De salarissen van voetballers zijn te hoog, gemeentebestuurders hebben slappe knieën, en voetbalbestuurders lijden aan megalomanie. Politici en voetbalbestuurders verbazen zich allemaal over de manier waarop betaald-voetbalclubs het telkens voor elkaar krijgen geld los te peuteren van de overheid. Ondanks een Europees verbod op staatssteun. Iedereen heeft er een mening over. PVDA-Kamerlid Tjeerd van Dekken stelde deze week zelfs Kamervragen over de kwestie. Maar de verantwoordelijkheid, die wordt vooral heen en weer geschoven.
Uit het vorige week gepubliceerde onderzoek van de eerste masterclass onderzoeksjournalistiek van De Groene Amsterdammer blijkt dat de afgelopen vijftien jaar 1,1 miljard euro aan overheidsgeld is gestoken in het betaald voetbal. Hiervan is 610 miljoen direct afkomstig van gemeenten en provincies. De rest van het bedrag zit in kosten van de politie-inzet (265 miljoen euro), de publiek bekostigde NOS-uitzendrechten van de eredivisie (186 miljoen euro) en sponsoring door semi-overheidsbedrijven (42 miljoen euro).
In 2002 heeft de Europese Commissie overheidssteun aan betaald-voetbalclubs verboden. Voetbalclubs zijn bedrijven, en subsidiëring door de overheid zou oneerlijke concurrentie in de hand werken. Maar de lokale overheden tonen zich creatief. Er blijken binnen de nieuwe EU-regels verschillende sluiproutes te bestaan om de plaatselijke voetbalclub toch te financieren als deze weer eens failliet dreigt te gaan door financieel wanbeleid. Met name het stadion, door de Commissie aangemerkt als infrastructuur, wordt als een handig doorgeefluik gebruikt voor gemeentegelden. Verder worden clubs gesteund met gratis gemeentegrond, het opkopen van trainingscomplexen, het kwijtschelden van leningen en met risicovolle borg- en garantstellingen.

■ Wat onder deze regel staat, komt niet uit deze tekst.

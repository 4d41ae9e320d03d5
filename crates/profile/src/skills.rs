use serde::Serialize;
use strum::{AsRefStr, Display, EnumString, VariantArray};

#[derive(
    EnumString,
    Display,
    VariantArray,
    AsRefStr,
    Clone,
    Copy,
    Debug,
    PartialEq,
    Eq,
    Serialize,
)]
#[serde(rename_all = "lowercase")]
#[strum(serialize_all = "lowercase", ascii_case_insensitive)]
pub enum SkillLevel {
    Beginner,
    Intermediate,
    Advanced,
    Expert,
}

impl SkillLevel {
    /// Width of the progress bar shown for the level.
    pub fn percent(&self) -> u8 {
        match self {
            SkillLevel::Beginner => 25,
            SkillLevel::Intermediate => 50,
            SkillLevel::Advanced => 75,
            SkillLevel::Expert => 95,
        }
    }
}

#[derive(Clone, Copy, Debug, PartialEq, Eq, Serialize)]
pub struct Skill {
    pub name: &'static str,
    pub level: SkillLevel,
    pub icon: &'static str,
    pub category: &'static str,
}

#[derive(Clone, Debug, PartialEq, Eq, Serialize)]
pub struct SkillGroup {
    pub category: &'static str,
    pub skills: Vec<Skill>,
}

#[derive(Clone, Debug, Default, PartialEq, Eq, Serialize)]
pub struct SkillsSummary {
    pub total: usize,
    pub by_level: Vec<(SkillLevel, usize)>,
    pub by_category: Vec<(&'static str, usize)>,
}

const fn skill(
    category: &'static str,
    name: &'static str,
    level: SkillLevel,
    icon: &'static str,
) -> Skill {
    Skill {
        name,
        level,
        icon,
        category,
    }
}

const CATEGORIES: [&str; 4] = ["programming", "design", "technical", "frameworks"];

static SKILLS: &[Skill] = &[
    skill("programming", "HTML5", SkillLevel::Advanced, "html5"),
    skill("programming", "CSS3", SkillLevel::Advanced, "css3"),
    skill("programming", "JavaScript", SkillLevel::Intermediate, "javascript"),
    skill("programming", "PHP", SkillLevel::Intermediate, "php"),
    skill("programming", "Java", SkillLevel::Intermediate, "java"),
    skill("design", "Graphic Design", SkillLevel::Beginner, "design"),
    skill("design", "Video Editing", SkillLevel::Intermediate, "video"),
    skill("design", "Figma", SkillLevel::Intermediate, "figma"),
    skill("technical", "Computer Literacy", SkillLevel::Advanced, "computer"),
    skill("technical", "Typing Skills (90 WPM)", SkillLevel::Expert, "keyboard"),
    skill("technical", "Git/GitHub", SkillLevel::Intermediate, "git"),
    skill("technical", "MySQL", SkillLevel::Intermediate, "mysql"),
    skill("frameworks", "Bootstrap", SkillLevel::Advanced, "bootstrap"),
    skill("frameworks", "Tailwind CSS", SkillLevel::Intermediate, "tailwind"),
];

pub fn categories() -> Vec<&'static str> {
    CATEGORIES.to_vec()
}

/// All skills grouped by category, in display order.
pub fn all() -> Vec<SkillGroup> {
    CATEGORIES
        .iter()
        .map(|category| SkillGroup {
            category: *category,
            skills: by_category(category),
        })
        .collect()
}

/// Skills of one category, matched case-insensitively. Unknown categories
/// yield an empty list.
pub fn by_category(category: &str) -> Vec<Skill> {
    SKILLS
        .iter()
        .filter(|s| s.category.eq_ignore_ascii_case(category.trim()))
        .copied()
        .collect()
}

pub fn flat_list() -> Vec<Skill> {
    SKILLS.to_vec()
}

pub fn by_level(level: SkillLevel) -> Vec<Skill> {
    SKILLS.iter().filter(|s| s.level == level).copied().collect()
}

pub fn count() -> usize {
    SKILLS.len()
}

pub fn summary() -> SkillsSummary {
    SkillsSummary {
        total: count(),
        by_level: SkillLevel::VARIANTS
            .iter()
            .map(|level| (*level, by_level(*level).len()))
            .collect(),
        by_category: CATEGORIES
            .iter()
            .map(|category| (*category, by_category(category).len()))
            .collect(),
    }
}
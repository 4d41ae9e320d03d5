#[derive(Debug, thiserror::Error)]
pub enum Error {
    #[error("{0}")]
    Validate(#[from] validator::ValidationErrors),

    #[error("{0}")]
    Store(#[from] StoreError),

    #[error("{0}")]
    Transport(#[from] TransportError),

    #[error("{0}")]
    Server(String),

    #[error("{0}")]
    Unknown(#[from] anyhow::Error),
}

pub type Result<T> = std::result::Result<T, Error>;

/// Failures of a [`crate::KeyValueStore`] backend.
#[derive(Debug, thiserror::Error)]
pub enum StoreError {
    #[error("storage is unavailable")]
    Unavailable,

    #[error("storage quota exceeded")]
    QuotaExceeded,

    #[error("storage backend error: {0}")]
    Backend(String),
}

/// Failures of a contact form transport.
#[derive(Debug, Clone, PartialEq, thiserror::Error)]
pub enum TransportError {
    #[error("transport timed out")]
    Timeout,

    #[error("transport returned status {0}")]
    Status(u16),

    #[error("network error: {0}")]
    Network(String),
}
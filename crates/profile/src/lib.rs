pub mod education;
pub mod format;
pub mod internship;
pub mod portfolio;
pub mod skills;

pub use education::{Certification, Education};
pub use internship::Internship;
pub use portfolio::Project;
pub use skills::{Skill, SkillGroup, SkillLevel, SkillsSummary};
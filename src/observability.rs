use anyhow::Result;
use tracing_subscriber::{EnvFilter, Layer, fmt, layer::SubscriberExt, util::SubscriberInitExt};

/// Installs the global tracing subscriber.
///
/// `RUST_LOG` wins over `log_level`. JSON lines are emitted when
/// `ENVIRONMENT=production`, a pretty console format otherwise.
pub fn init_observability(service_name: &str, service_version: &str, log_level: &str) -> Result<()> {
    let env_filter =
        EnvFilter::try_from_default_env().unwrap_or_else(|_| EnvFilter::new(log_level));

    let is_production = std::env::var("ENVIRONMENT")
        .map(|env| env == "production")
        .unwrap_or(false);

    if is_production {
        tracing_subscriber::registry()
            .with(fmt::layer().json().with_filter(env_filter))
            .try_init()?;
    } else {
        tracing_subscriber::registry()
            .with(
                fmt::layer()
                    .with_target(true)
                    .with_thread_ids(true)
                    .with_line_number(true)
                    .with_filter(env_filter),
            )
            .try_init()?;
    }

    tracing::info!(
        service.name = service_name,
        service.version = service_version,
        "Observability initialized"
    );

    Ok(())
}

#[cfg(test)]
mod tests {
    use super::*;

    #[test]
    fn test_observability_init_once() {
        let result = init_observability("test-service", "0.1.0", "debug");
        assert!(
            result.is_ok(),
            "Observability init should succeed: {:?}",
            result.err()
        );

        // a global subscriber is already installed
        assert!(init_observability("test-service", "0.1.0", "debug").is_err());
    }
}
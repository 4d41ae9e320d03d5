use anyhow::Result;
use sqlx::sqlite::{SqliteConnectOptions, SqlitePoolOptions};
use sqlx::{ConnectOptions, SqlitePool};
use sqlx_migrator::{Migrate, Plan};
use std::str::FromStr;
use tracing::log::LevelFilter;

/// WAL journal, busy timeout and in-memory temp tables for every connection.
async fn configure_pragmas(pool: &SqlitePool) -> Result<()> {
    sqlx::query("PRAGMA journal_mode = WAL")
        .execute(pool)
        .await?;
    sqlx::query("PRAGMA busy_timeout = 5000")
        .execute(pool)
        .await?;
    sqlx::query("PRAGMA synchronous = NORMAL")
        .execute(pool)
        .await?;
    sqlx::query("PRAGMA temp_store = memory")
        .execute(pool)
        .await?;

    Ok(())
}

/// Opens a pool on `database_url`, creating the database file when missing.
pub async fn create_pool(database_url: &str, max_connections: u32) -> Result<SqlitePool> {
    let options = SqliteConnectOptions::from_str(database_url)?
        .create_if_missing(true)
        .log_statements(LevelFilter::Debug);

    let pool = SqlitePoolOptions::new()
        .max_connections(max_connections)
        .connect_with(options)
        .await?;

    configure_pragmas(&pool).await?;

    tracing::info!("Created pool with {} max connections", max_connections);

    Ok(pool)
}

/// Applies every pending key-value store migration.
pub async fn migrate(pool: &SqlitePool) -> Result<()> {
    let mut conn = pool.acquire().await?;
    folio_db::migrator()?
        .run(&mut conn, &Plan::apply_all())
        .await?;

    Ok(())
}

#[cfg(test)]
mod tests {
    use super::*;
    use folio_shared::KeyValueStore;

    #[tokio::test]
    async fn test_create_pool_applies_pragmas() {
        let pool = create_pool(":memory:", 1).await.unwrap();

        let journal_mode: (String,) = sqlx::query_as("PRAGMA journal_mode")
            .fetch_one(&pool)
            .await
            .unwrap();
        assert_eq!(journal_mode.0, "memory"); // WAL doesn't apply to :memory:

        let temp_store: (i32,) = sqlx::query_as("PRAGMA temp_store")
            .fetch_one(&pool)
            .await
            .unwrap();
        assert_eq!(temp_store.0, 2);
    }

    #[tokio::test]
    async fn test_migrate_creates_store_table() {
        let dir = temp_dir::TempDir::new().unwrap();
        let url = format!("sqlite:{}", dir.child("folio.db").display());
        let pool = create_pool(&url, 1).await.unwrap();

        migrate(&pool).await.unwrap();
        // applying twice is a no-op
        migrate(&pool).await.unwrap();

        let store = folio_db::SqliteStore::new(pool);
        store.set("portfolio-theme", "dark").await.unwrap();
        assert_eq!(
            store.get("portfolio-theme").await.unwrap().as_deref(),
            Some("dark")
        );
    }
}
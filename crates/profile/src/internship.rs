use serde::Serialize;

#[derive(Clone, Copy, Debug, PartialEq, Eq, Serialize)]
pub struct Internship {
    pub company: &'static str,
    pub position: &'static str,
    pub start_date: &'static str,
    pub end_date: &'static str,
    pub hours: u32,
    pub logo: &'static str,
    pub description: &'static str,
    pub skills: &'static [&'static str],
    pub achievements: &'static [&'static str],
}

static INTERNSHIP: Internship = Internship {
    company: "Food Machinery Industrial Corporation",
    position: "IT Tech",
    start_date: "June 2025",
    end_date: "October 2025",
    hours: 486,
    logo: "/static/images/fmic-logo.svg",
    description: "Gained hands-on experience in IT support, system maintenance, and technical troubleshooting in an industrial manufacturing environment.",
    skills: &[
        "Technical Support",
        "System Maintenance",
        "Hardware Troubleshooting",
        "Network Configuration",
    ],
    achievements: &[
        "Completed 486 hours of intensive IT training",
        "Provided technical support for manufacturing systems",
        "Assisted in network infrastructure maintenance",
        "Developed problem-solving skills in real-world scenarios",
    ],
};

pub fn data() -> Internship {
    INTERNSHIP
}

pub fn formatted_duration() -> String {
    format!("{} - {}", INTERNSHIP.start_date, INTERNSHIP.end_date)
}

pub fn total_hours() -> u32 {
    INTERNSHIP.hours
}
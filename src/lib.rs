pub mod cli;
pub mod config;
pub mod db;
pub mod error;
pub mod middleware;
pub mod observability;
pub mod routes;
pub mod template;

pub use routes::AppState;
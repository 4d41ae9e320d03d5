use axum::{body::Body, response::Response};
cfg_if::cfg_if! {
    if #[cfg(not(debug_assertions))] {
        use axum::{body::to_bytes, http::header};
        use std::sync::LazyLock;

        static MINIFY_CFG: LazyLock<minify_html::Cfg> = LazyLock::new(|| minify_html::Cfg {
            keep_closing_tags: true,
            keep_html_and_head_opening_tags: true,
            minify_doctype: false,
            minify_css: true,
            minify_js: true,
            ..Default::default()
        });
    }
}

/// Minifies `text/html` bodies in release builds.
pub async fn minify_html_middleware(response: Response<Body>) -> Response<Body> {
    cfg_if::cfg_if! {
        if #[cfg(not(debug_assertions))] {
            let is_html = response
                .headers()
                .get(header::CONTENT_TYPE)
                .and_then(|h| h.to_str().ok())
                .is_some_and(|h| h.contains("text/html"));

            if is_html {
                let (mut parts, body) = response.into_parts();
                let bytes = to_bytes(body, usize::MAX).await.unwrap_or_default();
                let minified = minify_html::minify(&bytes, &MINIFY_CFG);
                parts.headers.remove(header::CONTENT_LENGTH);

                return Response::from_parts(parts, Body::from(minified));
            }
        }
    }

    response
}
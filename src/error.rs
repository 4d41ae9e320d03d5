use std::collections::BTreeMap;

use axum::{
    Json,
    http::StatusCode,
    response::{IntoResponse, Response},
};
use folio_contact::{FAILURE_MESSAGE, INVALID_FORM_MESSAGE};
use folio_shared::Error;
use serde::Serialize;

use crate::template::SERVER_ERROR_MESSAGE;

/// JSON error envelope for the API routes.
#[derive(Debug)]
pub struct ApiError(pub Error);

impl<E> From<E> for ApiError
where
    E: Into<Error>,
{
    fn from(err: E) -> Self {
        Self(err.into())
    }
}

#[derive(Serialize)]
struct ErrorBody {
    success: bool,
    message: String,
    #[serde(skip_serializing_if = "BTreeMap::is_empty")]
    errors: BTreeMap<String, String>,
}

impl ErrorBody {
    fn new(message: impl Into<String>) -> Self {
        Self {
            success: false,
            message: message.into(),
            errors: BTreeMap::new(),
        }
    }
}

impl IntoResponse for ApiError {
    fn into_response(self) -> Response {
        let (status, body) = match self.0 {
            Error::Validate(errors) => {
                let mut body = ErrorBody::new(INVALID_FORM_MESSAGE);
                for (field, field_errors) in errors.field_errors() {
                    let message = field_errors
                        .iter()
                        .find_map(|e| e.message.as_ref())
                        .map(|m| m.to_string())
                        .unwrap_or_else(|| format!("{field} is invalid"));

                    body.errors.insert(field.to_string(), message);
                }

                (StatusCode::UNPROCESSABLE_ENTITY, body)
            }
            Error::Transport(err) => {
                tracing::error!(error = %err, "contact transport failed");

                (StatusCode::BAD_GATEWAY, ErrorBody::new(FAILURE_MESSAGE))
            }
            Error::Store(err) => {
                tracing::error!(error = %err, "key-value store failed");

                (
                    StatusCode::SERVICE_UNAVAILABLE,
                    ErrorBody::new(SERVER_ERROR_MESSAGE),
                )
            }
            Error::Server(err) => {
                tracing::error!("{err}");

                (
                    StatusCode::INTERNAL_SERVER_ERROR,
                    ErrorBody::new(SERVER_ERROR_MESSAGE),
                )
            }
            Error::Unknown(err) => {
                tracing::error!("{err}");

                (
                    StatusCode::INTERNAL_SERVER_ERROR,
                    ErrorBody::new(SERVER_ERROR_MESSAGE),
                )
            }
        };

        (status, Json(body)).into_response()
    }
}
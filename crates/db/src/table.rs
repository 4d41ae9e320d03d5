use sea_query::Iden;

#[derive(Iden, Clone)]
pub enum KvStore {
    Table,
    Key,
    Value,
    UpdatedAt,
}
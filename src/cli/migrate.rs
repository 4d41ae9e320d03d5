use anyhow::Result;

use crate::config::Config;

pub async fn migrate(config: Config) -> Result<()> {
    tracing::info!("Running database migrations...");

    let pool = crate::db::create_pool(&config.database.url, 1).await?;
    crate::db::migrate(&pool).await?;
    pool.close().await;

    tracing::info!("Migrations completed successfully");

    Ok(())
}
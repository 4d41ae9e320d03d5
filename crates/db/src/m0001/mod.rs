mod kv_store;

use sqlx_migrator::vec_box;

pub struct Migration;

sqlx_migrator::sqlite_migration!(
    Migration,
    "folio",
    "m0001",
    vec_box![],
    vec_box![kv_store::CreateTable]
);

Soms is het de angst voor woedende supporters. Soms is het de naamsbekendheid van de stad, die mooi een duwtje krijgt door de aanwezigheid van een voetbalclub. Soms is het de naam van de wethouder zelf, die maar al te graag gezien wordt als redder van het voetbal. Maar doorslaggevend is de financiële verstrengeling. Als de gemeente zich eenmaal heeft ingelaten met de voetbalclub lijkt er geen weg meer terug. Gaat het voetbalbedrijf failliet, dan wordt de gemeente meegetrokken in een financieel fiasco. En zo weet de club maar al te goed bij wie ze, verzekerd van succes, het best de hand kan ophouden. En de gemeenten blijken keer op keer een gewillig slachtoffer.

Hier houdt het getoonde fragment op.